- **DIRECTIONS FOR THIS TASK**
Please report each line in the material below that includes "ConfigError".

- **INFORMATION PROVIDED**
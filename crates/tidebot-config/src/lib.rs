use std::path::{Path, PathBuf};

use serde::{Deserialize, Serialize};
use thiserror::Error;

#[derive(Debug, Error)]
pub enum ConfigError {
    #[error("IO error: {0}")]
    Io(#[from] std::io::Error),
    #[error("JSON5 parse error: {0}")]
    Json5(#[from] json5::Error),
    #[error("Config directory not found")]
    NoDirFound,
}

/// Agent defaults.
#[derive(Debug, Clone, Serialize, Deserialize)]
pub struct AgentSettings {
    /// Workspace directory for tools and the heartbeat file.
    /// Defaults to `~/.tidebot/workspace`.
    #[serde(default, skip_serializing_if = "Option::is_none")]
    pub workspace: Option<PathBuf>,
    /// Model ID passed to the provider.
    #[serde(default = "default_model")]
    pub model: String,
    #[serde(default = "default_max_tokens")]
    pub max_tokens: u32,
    #[serde(default = "default_temperature")]
    pub temperature: f32,
    /// Tool-call iteration ceiling for the main agent.
    #[serde(default = "default_max_tool_iterations")]
    pub max_tool_iterations: usize,
    /// Messages of history kept per session.
    #[serde(default = "default_history_limit")]
    pub history_limit: usize,
}

fn default_model() -> String {
    "gpt-4o-mini".to_string()
}

fn default_max_tokens() -> u32 {
    4096
}

fn default_temperature() -> f32 {
    0.7
}

fn default_max_tool_iterations() -> usize {
    20
}

fn default_history_limit() -> usize {
    50
}

impl Default for AgentSettings {
    fn default() -> Self {
        Self {
            workspace: None,
            model: default_model(),
            max_tokens: default_max_tokens(),
            temperature: default_temperature(),
            max_tool_iterations: default_max_tool_iterations(),
            history_limit: default_history_limit(),
        }
    }
}

/// OpenAI-compatible provider endpoint.
#[derive(Debug, Clone, Default, Serialize, Deserialize)]
pub struct ProviderConfig {
    /// API key; falls back to `OPENAI_API_KEY`.
    #[serde(default, skip_serializing_if = "Option::is_none")]
    pub api_key: Option<String>,
    /// Base URL, e.g. `https://openrouter.ai/api/v1`.
    #[serde(default, skip_serializing_if = "Option::is_none")]
    pub api_base: Option<String>,
}

impl ProviderConfig {
    pub fn resolved_api_key(&self) -> Option<String> {
        self.api_key
            .clone()
            .filter(|k| !k.is_empty())
            .or_else(|| std::env::var("OPENAI_API_KEY").ok())
    }
}

#[derive(Debug, Clone, Serialize, Deserialize)]
pub struct ExecToolConfig {
    #[serde(default = "default_exec_timeout")]
    pub timeout_secs: u64,
}

fn default_exec_timeout() -> u64 {
    60
}

impl Default for ExecToolConfig {
    fn default() -> Self {
        Self {
            timeout_secs: default_exec_timeout(),
        }
    }
}

#[derive(Debug, Clone, Serialize, Deserialize)]
pub struct WebToolConfig {
    /// Brave Search API key; falls back to `BRAVE_API_KEY`.
    #[serde(default, skip_serializing_if = "Option::is_none")]
    pub search_api_key: Option<String>,
    #[serde(default = "default_max_results")]
    pub max_results: usize,
}

fn default_max_results() -> usize {
    5
}

impl Default for WebToolConfig {
    fn default() -> Self {
        Self {
            search_api_key: None,
            max_results: default_max_results(),
        }
    }
}

impl WebToolConfig {
    pub fn resolved_search_api_key(&self) -> Option<String> {
        self.search_api_key
            .clone()
            .filter(|k| !k.is_empty())
            .or_else(|| std::env::var("BRAVE_API_KEY").ok())
    }
}

/// Built-in tool settings.
#[derive(Debug, Clone, Default, Serialize, Deserialize)]
pub struct ToolsConfig {
    #[serde(default)]
    pub exec: ExecToolConfig,
    #[serde(default)]
    pub web: WebToolConfig,
    /// Confine file tools to the workspace directory.
    #[serde(default)]
    pub restrict_to_workspace: bool,
}

#[derive(Debug, Clone, Serialize, Deserialize)]
pub struct HeartbeatConfig {
    #[serde(default = "default_true")]
    pub enabled: bool,
    #[serde(default = "default_heartbeat_interval")]
    pub interval_secs: u64,
}

fn default_true() -> bool {
    true
}

fn default_heartbeat_interval() -> u64 {
    30 * 60
}

impl Default for HeartbeatConfig {
    fn default() -> Self {
        Self {
            enabled: true,
            interval_secs: default_heartbeat_interval(),
        }
    }
}

#[derive(Debug, Clone, Default, Serialize, Deserialize)]
pub struct CronConfig {
    /// Job store path. Defaults to `~/.tidebot/cron/jobs.json`.
    #[serde(default, skip_serializing_if = "Option::is_none")]
    pub store_path: Option<PathBuf>,
}

/// Top-level tidebot configuration.
#[derive(Debug, Clone, Default, Serialize, Deserialize)]
pub struct TidebotConfig {
    #[serde(default)]
    pub agent: AgentSettings,
    #[serde(default)]
    pub provider: ProviderConfig,
    #[serde(default)]
    pub tools: ToolsConfig,
    #[serde(default)]
    pub heartbeat: HeartbeatConfig,
    #[serde(default)]
    pub cron: CronConfig,
}

impl TidebotConfig {
    /// Workspace directory, resolved against the config dir when unset.
    pub fn workspace_path(&self) -> Result<PathBuf, ConfigError> {
        match &self.agent.workspace {
            Some(path) => Ok(expand_home(path)),
            None => Ok(config_dir()?.join("workspace")),
        }
    }

    /// Cron job store path, resolved against the config dir when unset.
    pub fn cron_store_path(&self) -> Result<PathBuf, ConfigError> {
        match &self.cron.store_path {
            Some(path) => Ok(expand_home(path)),
            None => Ok(config_dir()?.join("cron").join("jobs.json")),
        }
    }
}

/// Expand a leading `~/` against the home directory.
fn expand_home(path: &Path) -> PathBuf {
    if let Ok(rest) = path.strip_prefix("~") {
        if let Some(home) = dirs::home_dir() {
            return home.join(rest);
        }
    }
    path.to_path_buf()
}

/// Resolve the tidebot config directory (~/.tidebot/).
pub fn config_dir() -> Result<PathBuf, ConfigError> {
    dirs::home_dir()
        .map(|h| h.join(".tidebot"))
        .ok_or(ConfigError::NoDirFound)
}

/// Resolve the config file path (~/.tidebot/config.json5).
pub fn config_file_path() -> Result<PathBuf, ConfigError> {
    Ok(config_dir()?.join("config.json5"))
}

/// Load configuration from the default path, falling back to defaults.
pub fn load_config() -> Result<TidebotConfig, ConfigError> {
    // Load .env if present
    let _ = dotenvy::dotenv();

    let path = config_file_path()?;
    load_config_from(&path)
}

/// Load configuration from a specific path, falling back to defaults if not found.
pub fn load_config_from(path: &Path) -> Result<TidebotConfig, ConfigError> {
    if !path.exists() {
        tracing::debug!("Config file not found at {}, using defaults", path.display());
        return Ok(TidebotConfig::default());
    }

    let content = std::fs::read_to_string(path)?;
    let config: TidebotConfig = json5::from_str(&content)?;
    Ok(config)
}

/// Ensure the config directory exists.
pub fn ensure_config_dir() -> Result<PathBuf, ConfigError> {
    let dir = config_dir()?;
    if !dir.exists() {
        std::fs::create_dir_all(&dir)?;
    }
    Ok(dir)
}

/// Save configuration to the default path.
pub fn save_config(config: &TidebotConfig) -> Result<(), ConfigError> {
    let dir = ensure_config_dir()?;
    save_config_to(config, &dir.join("config.json5"))
}

/// Save configuration to a specific path.
pub fn save_config_to(config: &TidebotConfig, path: &Path) -> Result<(), ConfigError> {
    let content = serde_json::to_string_pretty(config)
        .map_err(|e| ConfigError::Io(std::io::Error::other(e)))?;
    std::fs::write(path, content)?;
    Ok(())
}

- **RESULT OF THE TASK**
pub enum ConfigError {
    pub fn workspace_path(&self) -> Result<PathBuf, ConfigError> {
    pub fn cron_store_path(&self) -> Result<PathBuf, ConfigError> {
pub fn config_dir() -> Result<PathBuf, ConfigError> {
        .ok_or(ConfigError::NoDirFound)
pub fn config_file_path() -> Result<PathBuf, ConfigError> {
pub fn load_config() -> Result<TidebotConfig, ConfigError> {
pub fn load_config_from(path: &Path) -> Result<TidebotConfig, ConfigError> {
pub fn ensure_config_dir() -> Result<PathBuf, ConfigError> {
pub fn save_config(config: &TidebotConfig) -> Result<(), ConfigError> {
pub fn save_config_to(config: &TidebotConfig, path: &Path) -> Result<(), ConfigError> {
        .map_err(|e| ConfigError::Io(std::io::Error::other(e)))?;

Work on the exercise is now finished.